_Description of the task_. Exactly as they appear below, repeat the lines from the one with "pub fn total_mines(&self)" through the one with "pub mod session;", and no others.

..........

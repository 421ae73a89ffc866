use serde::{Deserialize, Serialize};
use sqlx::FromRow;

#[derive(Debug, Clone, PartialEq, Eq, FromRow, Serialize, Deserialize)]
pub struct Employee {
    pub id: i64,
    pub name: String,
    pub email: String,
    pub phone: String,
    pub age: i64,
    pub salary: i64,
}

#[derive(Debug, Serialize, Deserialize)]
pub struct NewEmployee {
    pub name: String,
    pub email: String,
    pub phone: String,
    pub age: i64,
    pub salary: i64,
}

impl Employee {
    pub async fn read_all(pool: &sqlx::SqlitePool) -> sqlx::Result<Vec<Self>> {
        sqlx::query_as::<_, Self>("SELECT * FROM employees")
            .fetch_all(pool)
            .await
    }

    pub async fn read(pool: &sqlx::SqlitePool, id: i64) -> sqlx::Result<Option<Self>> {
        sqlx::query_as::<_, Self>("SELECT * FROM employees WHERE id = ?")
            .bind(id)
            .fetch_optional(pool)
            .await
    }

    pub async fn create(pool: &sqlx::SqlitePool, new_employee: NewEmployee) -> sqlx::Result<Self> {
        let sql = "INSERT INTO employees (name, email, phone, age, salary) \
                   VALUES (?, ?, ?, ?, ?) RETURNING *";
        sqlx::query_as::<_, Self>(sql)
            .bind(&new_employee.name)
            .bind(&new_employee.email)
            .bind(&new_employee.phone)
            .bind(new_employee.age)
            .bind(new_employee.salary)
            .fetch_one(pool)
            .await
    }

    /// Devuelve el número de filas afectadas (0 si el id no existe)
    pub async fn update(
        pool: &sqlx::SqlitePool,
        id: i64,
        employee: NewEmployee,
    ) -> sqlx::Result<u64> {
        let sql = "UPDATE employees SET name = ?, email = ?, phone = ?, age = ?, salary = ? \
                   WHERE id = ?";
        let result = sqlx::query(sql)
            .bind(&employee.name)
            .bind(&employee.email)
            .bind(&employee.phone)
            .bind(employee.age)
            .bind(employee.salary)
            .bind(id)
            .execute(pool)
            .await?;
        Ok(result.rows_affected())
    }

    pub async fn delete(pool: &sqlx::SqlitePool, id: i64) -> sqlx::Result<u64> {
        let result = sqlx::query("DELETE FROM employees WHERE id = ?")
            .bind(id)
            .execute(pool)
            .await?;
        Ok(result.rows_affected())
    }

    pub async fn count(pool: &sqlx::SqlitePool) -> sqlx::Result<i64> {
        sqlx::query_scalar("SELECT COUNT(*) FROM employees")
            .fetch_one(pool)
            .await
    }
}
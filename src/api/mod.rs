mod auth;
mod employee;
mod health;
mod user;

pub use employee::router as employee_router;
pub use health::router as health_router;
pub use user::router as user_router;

..........

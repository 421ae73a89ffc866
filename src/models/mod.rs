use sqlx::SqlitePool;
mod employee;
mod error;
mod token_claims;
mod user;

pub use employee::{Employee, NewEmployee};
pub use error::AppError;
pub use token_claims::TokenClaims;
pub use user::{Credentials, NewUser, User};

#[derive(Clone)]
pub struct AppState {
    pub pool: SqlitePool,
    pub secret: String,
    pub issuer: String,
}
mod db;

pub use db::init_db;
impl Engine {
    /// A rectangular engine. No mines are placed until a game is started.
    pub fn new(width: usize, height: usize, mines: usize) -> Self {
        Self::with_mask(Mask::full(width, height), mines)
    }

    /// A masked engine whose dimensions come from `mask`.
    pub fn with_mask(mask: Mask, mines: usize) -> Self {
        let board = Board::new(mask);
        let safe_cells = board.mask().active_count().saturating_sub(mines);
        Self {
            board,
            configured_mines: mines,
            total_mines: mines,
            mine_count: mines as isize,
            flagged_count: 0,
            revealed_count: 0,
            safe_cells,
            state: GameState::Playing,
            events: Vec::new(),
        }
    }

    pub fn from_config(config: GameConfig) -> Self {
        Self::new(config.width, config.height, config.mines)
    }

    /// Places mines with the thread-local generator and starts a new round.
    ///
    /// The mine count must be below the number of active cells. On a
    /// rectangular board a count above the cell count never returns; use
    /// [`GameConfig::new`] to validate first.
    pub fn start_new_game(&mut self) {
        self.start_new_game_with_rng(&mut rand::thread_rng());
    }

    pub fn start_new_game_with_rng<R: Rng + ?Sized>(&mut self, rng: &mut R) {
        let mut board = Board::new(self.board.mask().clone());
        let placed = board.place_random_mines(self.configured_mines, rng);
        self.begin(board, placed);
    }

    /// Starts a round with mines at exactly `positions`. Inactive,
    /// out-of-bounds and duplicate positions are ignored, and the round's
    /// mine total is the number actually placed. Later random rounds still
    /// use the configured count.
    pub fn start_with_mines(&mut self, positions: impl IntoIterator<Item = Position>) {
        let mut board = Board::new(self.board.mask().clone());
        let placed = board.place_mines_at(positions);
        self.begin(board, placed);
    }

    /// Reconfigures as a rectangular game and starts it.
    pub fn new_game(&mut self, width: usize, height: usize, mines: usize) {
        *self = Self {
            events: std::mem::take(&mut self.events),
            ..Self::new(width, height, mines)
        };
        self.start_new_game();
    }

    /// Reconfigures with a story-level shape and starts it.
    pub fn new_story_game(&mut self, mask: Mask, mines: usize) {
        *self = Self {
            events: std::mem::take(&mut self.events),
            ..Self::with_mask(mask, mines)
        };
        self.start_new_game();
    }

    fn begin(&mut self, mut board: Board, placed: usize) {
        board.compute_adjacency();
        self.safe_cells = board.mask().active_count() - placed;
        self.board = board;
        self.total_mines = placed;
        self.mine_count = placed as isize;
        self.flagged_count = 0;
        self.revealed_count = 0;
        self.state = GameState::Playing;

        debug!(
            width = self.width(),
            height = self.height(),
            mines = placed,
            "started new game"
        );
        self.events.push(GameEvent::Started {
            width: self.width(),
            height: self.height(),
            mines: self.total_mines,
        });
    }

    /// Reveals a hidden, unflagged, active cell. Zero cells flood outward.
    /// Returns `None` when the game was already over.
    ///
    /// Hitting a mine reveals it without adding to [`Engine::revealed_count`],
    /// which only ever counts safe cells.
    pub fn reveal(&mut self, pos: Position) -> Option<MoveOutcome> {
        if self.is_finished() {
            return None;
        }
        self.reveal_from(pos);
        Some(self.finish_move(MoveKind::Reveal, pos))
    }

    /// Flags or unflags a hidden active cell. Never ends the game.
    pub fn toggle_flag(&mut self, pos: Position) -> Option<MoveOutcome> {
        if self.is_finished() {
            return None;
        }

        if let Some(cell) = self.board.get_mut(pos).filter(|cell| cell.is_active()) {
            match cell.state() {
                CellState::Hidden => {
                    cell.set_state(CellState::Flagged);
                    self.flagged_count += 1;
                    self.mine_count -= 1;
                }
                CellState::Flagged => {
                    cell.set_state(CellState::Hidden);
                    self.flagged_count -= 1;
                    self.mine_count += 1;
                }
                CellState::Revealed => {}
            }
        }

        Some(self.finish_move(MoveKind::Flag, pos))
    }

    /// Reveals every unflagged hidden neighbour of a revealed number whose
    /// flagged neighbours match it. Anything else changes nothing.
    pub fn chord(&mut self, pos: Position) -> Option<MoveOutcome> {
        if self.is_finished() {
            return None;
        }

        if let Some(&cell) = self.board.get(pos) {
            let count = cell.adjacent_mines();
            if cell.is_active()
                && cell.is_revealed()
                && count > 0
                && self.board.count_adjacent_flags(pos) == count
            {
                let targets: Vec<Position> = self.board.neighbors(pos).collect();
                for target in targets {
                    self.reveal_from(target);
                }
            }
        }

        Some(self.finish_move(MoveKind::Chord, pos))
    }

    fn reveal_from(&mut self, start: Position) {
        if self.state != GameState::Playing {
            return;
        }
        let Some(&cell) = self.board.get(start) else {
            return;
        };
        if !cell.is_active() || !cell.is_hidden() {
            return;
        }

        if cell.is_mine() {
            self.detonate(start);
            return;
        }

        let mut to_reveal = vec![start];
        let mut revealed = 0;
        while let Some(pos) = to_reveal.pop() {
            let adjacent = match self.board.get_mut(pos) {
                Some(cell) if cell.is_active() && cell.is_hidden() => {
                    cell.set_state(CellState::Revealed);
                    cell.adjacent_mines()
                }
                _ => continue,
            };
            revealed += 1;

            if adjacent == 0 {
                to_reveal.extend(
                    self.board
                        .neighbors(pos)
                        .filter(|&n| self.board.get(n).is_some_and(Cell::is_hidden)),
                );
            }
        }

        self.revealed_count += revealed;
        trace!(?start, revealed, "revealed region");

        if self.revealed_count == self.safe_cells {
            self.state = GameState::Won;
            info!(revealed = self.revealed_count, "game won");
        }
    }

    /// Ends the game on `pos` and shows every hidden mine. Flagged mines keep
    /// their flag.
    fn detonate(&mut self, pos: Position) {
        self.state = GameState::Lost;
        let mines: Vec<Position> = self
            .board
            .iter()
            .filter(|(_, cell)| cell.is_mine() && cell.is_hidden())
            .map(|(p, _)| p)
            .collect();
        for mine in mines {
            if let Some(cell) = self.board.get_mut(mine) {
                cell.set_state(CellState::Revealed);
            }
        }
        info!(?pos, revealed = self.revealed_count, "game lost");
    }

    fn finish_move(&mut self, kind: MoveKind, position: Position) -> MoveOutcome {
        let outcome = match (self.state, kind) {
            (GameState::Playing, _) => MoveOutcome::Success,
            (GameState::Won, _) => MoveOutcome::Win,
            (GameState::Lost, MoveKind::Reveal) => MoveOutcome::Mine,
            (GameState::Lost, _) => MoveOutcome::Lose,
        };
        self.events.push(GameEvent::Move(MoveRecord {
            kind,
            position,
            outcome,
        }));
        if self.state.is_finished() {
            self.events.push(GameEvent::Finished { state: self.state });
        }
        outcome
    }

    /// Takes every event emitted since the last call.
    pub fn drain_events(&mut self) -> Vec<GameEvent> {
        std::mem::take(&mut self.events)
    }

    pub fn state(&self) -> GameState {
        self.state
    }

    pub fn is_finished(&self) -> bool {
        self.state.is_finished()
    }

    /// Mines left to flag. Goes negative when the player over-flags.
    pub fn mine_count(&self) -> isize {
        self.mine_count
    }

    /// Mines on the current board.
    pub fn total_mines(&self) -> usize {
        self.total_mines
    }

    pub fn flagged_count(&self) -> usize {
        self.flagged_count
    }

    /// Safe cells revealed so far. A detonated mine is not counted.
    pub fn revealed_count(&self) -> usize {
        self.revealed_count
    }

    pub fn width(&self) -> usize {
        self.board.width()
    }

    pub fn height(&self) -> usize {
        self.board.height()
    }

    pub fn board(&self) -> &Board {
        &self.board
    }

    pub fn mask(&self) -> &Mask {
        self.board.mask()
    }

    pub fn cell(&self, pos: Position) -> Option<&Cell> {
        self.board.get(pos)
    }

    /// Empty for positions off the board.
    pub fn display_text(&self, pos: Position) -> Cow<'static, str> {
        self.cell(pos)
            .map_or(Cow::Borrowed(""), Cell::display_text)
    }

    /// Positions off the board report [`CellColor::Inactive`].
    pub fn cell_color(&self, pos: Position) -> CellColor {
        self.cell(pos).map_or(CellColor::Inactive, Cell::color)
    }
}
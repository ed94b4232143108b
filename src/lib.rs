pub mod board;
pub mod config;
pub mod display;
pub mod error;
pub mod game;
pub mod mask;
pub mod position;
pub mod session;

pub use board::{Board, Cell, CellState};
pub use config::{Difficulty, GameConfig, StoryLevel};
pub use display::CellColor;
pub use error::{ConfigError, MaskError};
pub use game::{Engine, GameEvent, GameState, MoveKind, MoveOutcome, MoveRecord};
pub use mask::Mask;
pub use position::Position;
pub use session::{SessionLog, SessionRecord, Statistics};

..........

_Expected output_.
    pub fn total_mines(&self) -> usize {
        self.total_mines
    }

    pub fn flagged_count(&self) -> usize {
        self.flagged_count
    }

    /// Safe cells revealed so far. A detonated mine is not counted.
    pub fn revealed_count(&self) -> usize {
        self.revealed_count
    }

    pub fn width(&self) -> usize {
        self.board.width()
    }

    pub fn height(&self) -> usize {
        self.board.height()
    }

    pub fn board(&self) -> &Board {
        &self.board
    }

    pub fn mask(&self) -> &Mask {
        self.board.mask()
    }

    pub fn cell(&self, pos: Position) -> Option<&Cell> {
        self.board.get(pos)
    }

    /// Empty for positions off the board.
    pub fn display_text(&self, pos: Position) -> Cow<'static, str> {
        self.cell(pos)
            .map_or(Cow::Borrowed(""), Cell::display_text)
    }

    /// Positions off the board report [`CellColor::Inactive`].
    pub fn cell_color(&self, pos: Position) -> CellColor {
        self.cell(pos).map_or(CellColor::Inactive, Cell::color)
    }
}
repository ed94b4232143108b
filename src/lib.rs
pub mod board;
pub mod config;
pub mod display;
pub mod error;
pub mod game;
pub mod mask;
pub mod position;
pub mod session;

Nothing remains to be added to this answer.